*** Block opens ***
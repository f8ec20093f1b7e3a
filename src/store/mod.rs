//! Storage seams for documents, chunks, embeddings, and metadata.
//!
//! The pipeline talks to an abstract [`DocumentStore`] so the same
//! orchestration runs against any backend. Two implementations ship here:
//!
//! * [`sqlite::SqliteStore`] — sqlx-backed SQLite with embedded migrations.
//! * [`memory::MemoryStore`] — in-process store for tests and demos.
//!
//! Every insert returns the id the store assigned; the linker depends on
//! that to patch right references after each successor exists.

pub mod memory;
pub mod sqlite;

use async_trait::async_trait;

use crate::models::{
    ChunkRecord, DocumentRecord, EmbeddingRecord, MetadataRecord, NewChunk, NewDocument,
    NewEmbedding, RawDocument,
};
use crate::types::StoreError;

pub use memory::MemoryStore;
pub use sqlite::SqliteStore;

/// Rows removed when a document's chunk set is cleared before reprocessing.
#[derive(Debug, Clone, Copy, Default, PartialEq, Eq)]
pub struct PurgeSummary {
    pub chunks: u64,
    pub embeddings: u64,
    pub metadata: u64,
}

/// Read access to previously fetched downloads.
#[async_trait]
pub trait RawDocumentSource: Send + Sync {
    /// Returns the latest persisted download for a source.
    async fn fetch_raw_document(&self, source_id: &str) -> Result<RawDocument, StoreError>;
}

/// Transactional record store for the ingestion pipeline.
///
/// Each operation is an independent unit of work; the pipeline never spans a
/// transaction across a whole document. Implementations must support
/// concurrent writers for disjoint `source_id` keys.
#[async_trait]
pub trait DocumentStore: Send + Sync {
    /// Point lookup of the document owning a source, if any.
    async fn find_document_by_source(
        &self,
        source_id: &str,
    ) -> Result<Option<DocumentRecord>, StoreError>;

    /// Inserts the document under `id`, or updates all mutable fields of the
    /// existing row keyed by `source_id`. Returns the id of the surviving
    /// row (the pre-existing id on update).
    async fn upsert_document(&self, id: &str, document: &NewDocument)
    -> Result<String, StoreError>;

    /// Inserts a chunk and returns its generated id. The right reference is
    /// always absent at insert time.
    async fn insert_chunk(&self, chunk: &NewChunk) -> Result<String, StoreError>;

    /// Patches a chunk's right reference once its successor exists. Patching
    /// an unknown chunk is an error.
    async fn update_chunk_right_ref(
        &self,
        chunk_id: &str,
        right_chunk_id: &str,
    ) -> Result<(), StoreError>;

    /// Inserts an embedding row and returns its generated id.
    async fn insert_embedding(&self, embedding: &NewEmbedding) -> Result<String, StoreError>;

    /// Appends one metadata row keyed `(document_id, key)` and returns its
    /// generated id.
    async fn insert_metadata(
        &self,
        document_id: &str,
        key: &str,
        value: &serde_json::Value,
    ) -> Result<String, StoreError>;

    /// Removes the document's chunks, their embeddings, and its metadata
    /// rows. The document row itself is untouched.
    async fn delete_document_data(&self, document_id: &str) -> Result<PurgeSummary, StoreError>;

    /// All chunks of a document in insertion order.
    async fn chunks_for_document(&self, document_id: &str)
    -> Result<Vec<ChunkRecord>, StoreError>;

    /// All metadata rows of a document in insertion order.
    async fn metadata_for_document(
        &self,
        document_id: &str,
    ) -> Result<Vec<MetadataRecord>, StoreError>;

    /// Point lookup of the embedding stored for a chunk, if any.
    async fn embedding_for_chunk(
        &self,
        chunk_id: &str,
    ) -> Result<Option<EmbeddingRecord>, StoreError>;
}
*** Block closes ***
#### DIRECTIONS
Take the lines above from the one containing "source, if any." down to the one containing "async fn insert_embedding(&self, embedding: &NewEmbedding)", and transcribe them exactly, both ends included.

#### ANSWER SECTION
    /// Point lookup of the document owning a source, if any.
    async fn find_document_by_source(
        &self,
        source_id: &str,
    ) -> Result<Option<DocumentRecord>, StoreError>;

    /// Inserts the document under `id`, or updates all mutable fields of the
    /// existing row keyed by `source_id`. Returns the id of the surviving
    /// row (the pre-existing id on update).
    async fn upsert_document(&self, id: &str, document: &NewDocument)
    -> Result<String, StoreError>;

    /// Inserts a chunk and returns its generated id. The right reference is
    /// always absent at insert time.
    async fn insert_chunk(&self, chunk: &NewChunk) -> Result<String, StoreError>;

    /// Patches a chunk's right reference once its successor exists. Patching
    /// an unknown chunk is an error.
    async fn update_chunk_right_ref(
        &self,
        chunk_id: &str,
        right_chunk_id: &str,
    ) -> Result<(), StoreError>;

    /// Inserts an embedding row and returns its generated id.
    async fn insert_embedding(&self, embedding: &NewEmbedding) -> Result<String, StoreError>;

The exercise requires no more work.